Restate the entries word for word, omitting nothing.

(Extracted records)
====

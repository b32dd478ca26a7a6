//! Test utilities for Crammer client tests.
//!
//! Provides a scripted mock driver and response helpers.

#![allow(dead_code)]

use async_trait::async_trait;
use crammer_client::CrammerDriver;
use crammer_core::{GenerateRequest, GenerateResponse, Output, ToolCall};
use crammer_error::{GenerationError, GenerationErrorKind};
use serde_json::Value;
use std::collections::VecDeque;
use std::sync::Mutex;
use std::sync::atomic::{AtomicUsize, Ordering};

/// Mock driver that replays a fixed script of responses and records
/// every request it receives.
pub struct ScriptedDriver {
    script: Mutex<VecDeque<Result<GenerateResponse, GenerationError>>>,
    calls: AtomicUsize,
    requests: Mutex<Vec<GenerateRequest>>,
}

impl ScriptedDriver {
    pub fn new(script: Vec<Result<GenerateResponse, GenerationError>>) -> Self {
        Self {
            script: Mutex::new(script.into()),
            calls: AtomicUsize::new(0),
            requests: Mutex::new(Vec::new()),
        }
    }

    pub fn call_count(&self) -> usize {
        self.calls.load(Ordering::SeqCst)
    }

    pub fn recorded_requests(&self) -> Vec<GenerateRequest> {
        self.requests.lock().unwrap().clone()
    }
}

#[async_trait]
impl CrammerDriver for ScriptedDriver {
    async fn generate(
        &self,
        request: &GenerateRequest,
    ) -> Result<GenerateResponse, GenerationError> {
        self.calls.fetch_add(1, Ordering::SeqCst);
        self.requests.lock().unwrap().push(request.clone());
        self.script.lock().unwrap().pop_front().unwrap_or_else(|| {
            Err(GenerationError::new(GenerationErrorKind::Api {
                status: 500,
                message: "scripted driver exhausted".to_string(),
            }))
        })
    }

    fn provider_name(&self) -> &'static str {
        "scripted"
    }

    fn model_name(&self) -> &str {
        "scripted-model"
    }
}

/// Mock driver whose calls never complete; used to test cancellation.
pub struct HangingDriver;

#[async_trait]
impl CrammerDriver for HangingDriver {
    async fn generate(
        &self,
        _request: &GenerateRequest,
    ) -> Result<GenerateResponse, GenerationError> {
        std::future::pending().await
    }

    fn provider_name(&self) -> &'static str {
        "hanging"
    }

    fn model_name(&self) -> &str {
        "hanging-model"
    }
}

pub fn ok_structured(value: Value) -> Result<GenerateResponse, GenerationError> {
    Ok(GenerateResponse {
        outputs: vec![Output::Structured(value)],
    })
}

pub fn ok_text(text: &str) -> Result<GenerateResponse, GenerationError> {
    Ok(GenerateResponse {
        outputs: vec![Output::Text(text.to_string())],
    })
}

pub fn ok_audio(data: Vec<u8>) -> Result<GenerateResponse, GenerationError> {
    Ok(GenerateResponse {
        outputs: vec![Output::Audio {
            mime: Some("audio/L16;codec=pcm;rate=24000".to_string()),
            data,
        }],
    })
}

pub fn ok_tool_call(name: &str, arguments: Value) -> Result<GenerateResponse, GenerationError> {
    Ok(GenerateResponse {
        outputs: vec![Output::ToolCalls(vec![ToolCall {
            id: None,
            name: name.to_string(),
            arguments,
        }])],
    })
}

pub fn ok_empty() -> Result<GenerateResponse, GenerationError> {
    Ok(GenerateResponse { outputs: vec![] })
}

pub fn rate_limited() -> Result<GenerateResponse, GenerationError> {
    Err(GenerationError::new(GenerationErrorKind::RateLimited {
        message: "quota exceeded".to_string(),
    }))
}

pub fn unavailable() -> Result<GenerateResponse, GenerationError> {
    Err(GenerationError::new(GenerationErrorKind::Unavailable {
        message: "model overloaded".to_string(),
    }))
}

pub fn api_error(status: u16) -> Result<GenerateResponse, GenerationError> {
    Err(GenerationError::new(GenerationErrorKind::Api {
        status,
        message: "backend rejected the request".to_string(),
    }))
}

====

- _Answer for the task_:
repository b32dd478ca26a7a6
//! Test utilities for Crammer client tests.
//!
//! Provides a scripted mock driver and response helpers.

#![allow(dead_code)]

use async_trait::async_trait;
use crammer_client::CrammerDriver;
use crammer_core::{GenerateRequest, GenerateResponse, Output, ToolCall};
use crammer_error::{GenerationError, GenerationErrorKind};
use serde_json::Value;
use std::collections::VecDeque;
use std::sync::Mutex;
use std::sync::atomic::{AtomicUsize, Ordering};

/// Mock driver that replays a fixed script of responses and records
/// every request it receives.
pub struct ScriptedDriver {
    script: Mutex<VecDeque<Result<GenerateResponse, GenerationError>>>,
    calls: AtomicUsize,
    requests: Mutex<Vec<GenerateRequest>>,
}

impl ScriptedDriver {
    pub fn new(script: Vec<Result<GenerateResponse, GenerationError>>) -> Self {
        Self {
            script: Mutex::new(script.into()),
            calls: AtomicUsize::new(0),
            requests: Mutex::new(Vec::new()),
        }
    }

    pub fn call_count(&self) -> usize {
        self.calls.load(Ordering::SeqCst)
    }

    pub fn recorded_requests(&self) -> Vec<GenerateRequest> {
        self.requests.lock().unwrap().clone()
    }
}

#[async_trait]
impl CrammerDriver for ScriptedDriver {
    async fn generate(
        &self,
        request: &GenerateRequest,
    ) -> Result<GenerateResponse, GenerationError> {
        self.calls.fetch_add(1, Ordering::SeqCst);
        self.requests.lock().unwrap().push(request.clone());
        self.script.lock().unwrap().pop_front().unwrap_or_else(|| {
            Err(GenerationError::new(GenerationErrorKind::Api {
                status: 500,
                message: "scripted driver exhausted".to_string(),
            }))
        })
    }

    fn provider_name(&self) -> &'static str {
        "scripted"
    }

    fn model_name(&self) -> &str {
        "scripted-model"
    }
}

/// Mock driver whose calls never complete; used to test cancellation.
pub struct HangingDriver;

#[async_trait]
impl CrammerDriver for HangingDriver {
    async fn generate(
        &self,
        _request: &GenerateRequest,
    ) -> Result<GenerateResponse, GenerationError> {
        std::future::pending().await
    }

    fn provider_name(&self) -> &'static str {
        "hanging"
    }

    fn model_name(&self) -> &str {
        "hanging-model"
    }
}

pub fn ok_structured(value: Value) -> Result<GenerateResponse, GenerationError> {
    Ok(GenerateResponse {
        outputs: vec![Output::Structured(value)],
    })
}

pub fn ok_text(text: &str) -> Result<GenerateResponse, GenerationError> {
    Ok(GenerateResponse {
        outputs: vec![Output::Text(text.to_string())],
    })
}

pub fn ok_audio(data: Vec<u8>) -> Result<GenerateResponse, GenerationError> {
    Ok(GenerateResponse {
        outputs: vec![Output::Audio {
            mime: Some("audio/L16;codec=pcm;rate=24000".to_string()),
            data,
        }],
    })
}

pub fn ok_tool_call(name: &str, arguments: Value) -> Result<GenerateResponse, GenerationError> {
    Ok(GenerateResponse {
        outputs: vec![Output::ToolCalls(vec![ToolCall {
            id: None,
            name: name.to_string(),
            arguments,
        }])],
    })
}

pub fn ok_empty() -> Result<GenerateResponse, GenerationError> {
    Ok(GenerateResponse { outputs: vec![] })
}

pub fn rate_limited() -> Result<GenerateResponse, GenerationError> {
    Err(GenerationError::new(GenerationErrorKind::RateLimited {
        message: "quota exceeded".to_string(),
    }))
}

pub fn unavailable() -> Result<GenerateResponse, GenerationError> {
    Err(GenerationError::new(GenerationErrorKind::Unavailable {
        message: "model overloaded".to_string(),
    }))
}

pub fn api_error(status: u16) -> Result<GenerateResponse, GenerationError> {
    Err(GenerationError::new(GenerationErrorKind::Api {
        status,
        message: "backend rejected the request".to_string(),
    }))
}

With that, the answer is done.